There is a rather eyebrow-raising 1960s feel about sentences like

p213. the experience of the child, savage, and non-Westerner, though primitive, nevertheless forms an organized universe.

although only a little later he does say

p231-32. There is no intrinsic justification to consider as "true" representation of the world what we take to be "normal" experience (i.e., the experience of the average adult European of the twentieth century) , and to consider all other sorts of experience that are equally vivid, as merely abnormal, fantastic or, at best, a primitive precursor to our "scientific" world picture.

However, he is not subscribing to what might be called "strong relativism". There is a factual basis to reality, but our culture might affect which aspects of it we choose to study.

p237. This, of course, does not mean that the content of mathematics is "true" only within a certain culture. It is a tautological system of hypothetico-deductive nature, and hence any rational being accepting the premises must agree to all its deductions. But which aspects or perspectives are mathematized depends on the cultural context.

And even that choice isn't totally arbitrary. We are physical beings inhabiting a material world, and we have to get it "right" to at least some degree merely in order to survive.

p239-40. As far as direct experience is concerned, the categories of perception as determined by the biophysiological organization of the species concerned cannot be completely "wrong," fortuitous and arbitrary. Rather they must, in a certain way and to a certain extent, correspond to "reality"---whatever this means in a meta-physical sense. Any organism, man included, is not a mere spectator, looking at the world scene and hence free to adopt spectacles, however distorting, .... Rather he is a reactor and actor in the drama. The organism has to react to stimuli coming from outside .... There is a latitude in what is picked up as a stimulus .... However, its perception must allow the animal to find its way in the world. This would be impossible if the categories of experience, such as space, time, substance, causality, were entirely deceptive. The categories of experience have arisen in biological evolution, and have continually to justify themselves in the struggle for existence. If they would not, in some way, correspond to reality, appropriate reaction would be impossible, and such organism would quickly be eliminated by selection.

So, this is a fascinating account of General Systems Theory as it stood 40-odd years ago.

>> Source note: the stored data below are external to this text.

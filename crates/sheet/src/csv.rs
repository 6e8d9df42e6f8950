//! Comma-separated text in and out.
//!
//! Reading is a hand-written two-state scanner so that line-break collapsing
//! and quote handling follow the rules below exactly; writing goes through the
//! `csv` crate.
//!
//! | state    | `"`          | `""`          | `,`       | `\r` / `\n` | other  |
//! |----------|--------------|---------------|-----------|-------------|--------|
//! | Unquoted | open quote   | open quote    | end field | end row     | append |
//! | Quoted   | close quote  | append `"`    | append    | append      | append |
//!
//! "End row" is ignored when the previous character was itself `\r` or `\n`,
//! so any run of adjacent line-break characters counts as one break.

use crate::error::{Result, SheetError};
use crate::sanitize;
use crate::table::TableData;

/// Scanner state.
#[derive(Debug, Clone, Copy, PartialEq, Eq)]
enum State {
    Unquoted = 0,
    Quoted = 1,
}

/// Input character class. `EscapedQuote` is a `"` immediately followed by
/// another `"`.
#[derive(Debug, Clone, Copy, PartialEq, Eq)]
enum CharClass {
    Quote = 0,
    EscapedQuote = 1,
    Comma = 2,
    LineBreak = 3,
    Other = 4,
}

#[derive(Debug, Clone, Copy, PartialEq, Eq)]
enum Action {
    /// Consume the character without emitting anything.
    Skip,
    /// Append the character to the current field.
    Append,
    /// Append a single `"` and consume both quote characters.
    AppendQuote,
    EndField,
    /// End the field and the row, unless the previous character was a line break.
    EndRow,
}

const TRANSITIONS: [[(Action, State); 5]; 2] = [
    // Unquoted
    [
        (Action::Skip, State::Quoted),
        (Action::Skip, State::Quoted),
        (Action::EndField, State::Unquoted),
        (Action::EndRow, State::Unquoted),
        (Action::Append, State::Unquoted),
    ],
    // Quoted
    [
        (Action::Skip, State::Unquoted),
        (Action::AppendQuote, State::Quoted),
        (Action::Append, State::Quoted),
        (Action::Append, State::Quoted),
        (Action::Append, State::Quoted),
    ],
];

fn transition(state: State, class: CharClass) -> (Action, State) {
    TRANSITIONS[state as usize][class as usize]
}

fn classify(c: char, next: Option<char>) -> CharClass {
    match c {
        '"' if next == Some('"') => CharClass::EscapedQuote,
        '"' => CharClass::Quote,
        ',' => CharClass::Comma,
        '\r' | '\n' => CharClass::LineBreak,
        _ => CharClass::Other,
    }
}

fn is_line_break(c: char) -> bool {
    c == '\r' || c == '\n'
}

/// Split text into raw rows of fields, before any sanitizing.
fn scan_rows(text: &str) -> Vec<Vec<String>> {
    let mut rows: Vec<Vec<String>> = Vec::new();
    let mut row: Vec<String> = Vec::new();
    let mut field = String::new();
    let mut state = State::Unquoted;
    let mut prev: Option<char> = None;

    let mut chars = text.chars().peekable();
    while let Some(c) = chars.next() {
        let (action, next_state) = transition(state, classify(c, chars.peek().copied()));
        match action {
            Action::Skip => {}
            Action::Append => field.push(c),
            Action::AppendQuote => {
                field.push('"');
                chars.next();
            }
            Action::EndField => row.push(std::mem::take(&mut field)),
            Action::EndRow => {
                if !prev.is_some_and(is_line_break) {
                    row.push(std::mem::take(&mut field));
                    rows.push(std::mem::take(&mut row));
                }
            }
        }
        state = next_state;
        prev = Some(c);
    }

    if !field.is_empty() || !row.is_empty() {
        row.push(field);
        rows.push(row);
    }

    rows
}

impl TableData {
    /// Parse comma-separated text; the first non-blank row becomes the headers.
    ///
    /// Never fails: text without any non-blank row yields the empty table.
    ///
    /// ```
    /// use vlookup_sheet::TableData;
    ///
    /// let table = TableData::from_csv_str("ID,Quote\n1,\"He said \"\"hi\"\"\"\n");
    /// assert_eq!(table.headers(), ["ID", "Quote"]);
    /// assert_eq!(table.rows()[0][1], "He said \"hi\"");
    /// ```
    #[must_use]
    pub fn from_csv_str(text: &str) -> Self {
        let raw = scan_rows(text);
        tracing::debug!(chars = text.len(), raw_rows = raw.len(), "scanned csv text");
        sanitize::into_table(raw, sanitize::is_empty_line)
    }

    /// Render the table as comma-separated text.
    ///
    /// Cells containing `,`, `"`, `\r` or `\n` are quoted with inner quotes
    /// doubled. Rows are separated by `\n` with no trailing line break.
    pub fn to_csv_string(&self) -> Result<String> {
        if self.headers().is_empty() && self.rows().is_empty() {
            return Ok(String::new());
        }

        let mut writer = ::csv::WriterBuilder::new()
            .delimiter(b',')
            .quote(b'"')
            .quote_style(::csv::QuoteStyle::Necessary)
            .terminator(::csv::Terminator::Any(b'\n'))
            .from_writer(Vec::new());

        writer.write_record(self.headers()).map_err(serialize_error)?;
        for row in self.rows() {
            writer.write_record(row).map_err(serialize_error)?;
        }

        let bytes = writer
            .into_inner()
            .map_err(|e| SheetError::Serialization(e.to_string()))?;
        let mut text =
            String::from_utf8(bytes).map_err(|e| SheetError::Serialization(e.to_string()))?;

        if text.ends_with('\n') {
            text.pop();
        }
        Ok(text)
    }
}

fn serialize_error(e: ::csv::Error) -> SheetError {
    SheetError::Serialization(e.to_string())
}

There are deep insights, and lots of food for thought. So, what happened? Why is it not now mainstream? And if it didn't succeed, why might its descendent, complexity science, fare better?

I can only speculate. But it may be that GST was ahead of its time. Reductionism hadn't been mined out: there was still an awful lot of progress to be made, particularly in biology, the "old" reductionist way: genes to sequence, data to mine. Now we have a huge heap of components, it is being made clear much more forcefully that this is insufficient: all the King's horses and all the King's men are having a devil of a time putting Humpty together again. And maybe the mathematics wasn't up to it. We still don't really have a unified theory of material information processing, of open systems that process both matter and information.

Why might we do better now? If we are to do better, part of the answer has to be: "computers". All that complexity just can't be handled analytically. And all the emphasis is on behaviour, on dynamics, and computers are great at exploring dynamics. Maybe this time around, we can make more progress. But to do so effectively, we must remember our history, what came before, so that we don't waste effort reinventing the wheel. We need to stand on the shoulders of giants, and Bertalanffy seems to have a good set of shoulders on him.